Jorge Beira Mar
Alan Bernardes
Elementos míticos e proteção em “Jorge Beira Mar” de Alan Bernardes
“Jorge Beira Mar”, de Alan Bernardes, destaca-se por valorizar o folclore brasileiro e a espiritualidade popular, criando uma atmosfera de proteção e resistência. A letra faz referência ao “feiticeiro de Humaitá” e ao “Menino Jorge beira mar”, personagens que remetem diretamente à proposta do álbum “Menino Brasil”, voltado para a celebração das tradições culturais e da biodiversidade do país. O “Menino Jorge” surge como uma figura mítica protetora, ligada ao mar e à natureza, simbolizada pelo colar de conchas e pelas “7 rondas 7 ondas do mar”, elementos associados a rituais de proteção e à força dos orixás e entidades do imaginário brasileiro.

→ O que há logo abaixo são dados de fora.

//! High-level contract tests for the CDP adapter against a real Chromium binary.
//! Ignored by default because they require Chrome/Chromium on the host machine.

use std::env;
use std::time::Duration;

use cdp_adapter::{Cdp, CdpAdapter, CdpConfig, ScreenshotOptions};
use tempfile::tempdir;

fn contract_enabled() -> bool {
    env::var("CASTELLAN_CDP_CONTRACT")
        .map(|v| matches!(v.to_ascii_lowercase().as_str(), "1" | "true" | "yes" | "on"))
        .unwrap_or(false)
}

#[tokio::test]
#[ignore = "requires Chrome/Chromium; set CASTELLAN_CDP_CONTRACT=1"]
async fn contract_navigate_evaluate_and_capture() {
    if !contract_enabled() {
        eprintln!("skipping CDP contract test (CASTELLAN_CDP_CONTRACT not enabled)");
        return;
    }

    let profile = tempdir().expect("profile dir");
    let mut cfg = CdpConfig::for_profile(profile.path(), true);
    cfg.no_sandbox = true;
    let adapter = CdpAdapter::new(cfg);

    let page = adapter
        .create_page("about:blank")
        .await
        .expect("create initial page");
    adapter
        .navigate(
            page,
            "data:text/html,<title>contract</title><p>hello</p>",
            Duration::from_secs(15),
        )
        .await
        .expect("navigate succeeds");

    let title = adapter
        .evaluate_script(page, "document.title")
        .await
        .expect("evaluate succeeds");
    assert_eq!(title, serde_json::json!("contract"));

    let png = adapter
        .screenshot(page, &ScreenshotOptions::full_page_png())
        .await
        .expect("screenshot succeeds");
    assert!(png.starts_with(&[0x89, b'P', b'N', b'G']));

    adapter.shutdown().await;
}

Os versos repetidos “Cordas e correntes se arrebentem sem me amarrar / Facas, lanças se quebrem sem me tocar” expressam o desejo de invulnerabilidade diante das adversidades, evocando proteção espiritual e resistência física e simbólica. Imagens como “um alazão feito de escama” e “estrela reluzindo no meu chapéu” reforçam o tom místico, misturando referências ao cangaço, às lendas das matas e mares e à cultura popular. O encerramento com “Boa noite” e a repetição de “verão” funcionam como um fecho ritualístico, marcando renovação e passagem, em sintonia com o apelo do artista pela preservação das tradições e da natureza brasileiras.
O significado desta letra foi gerado automaticamente.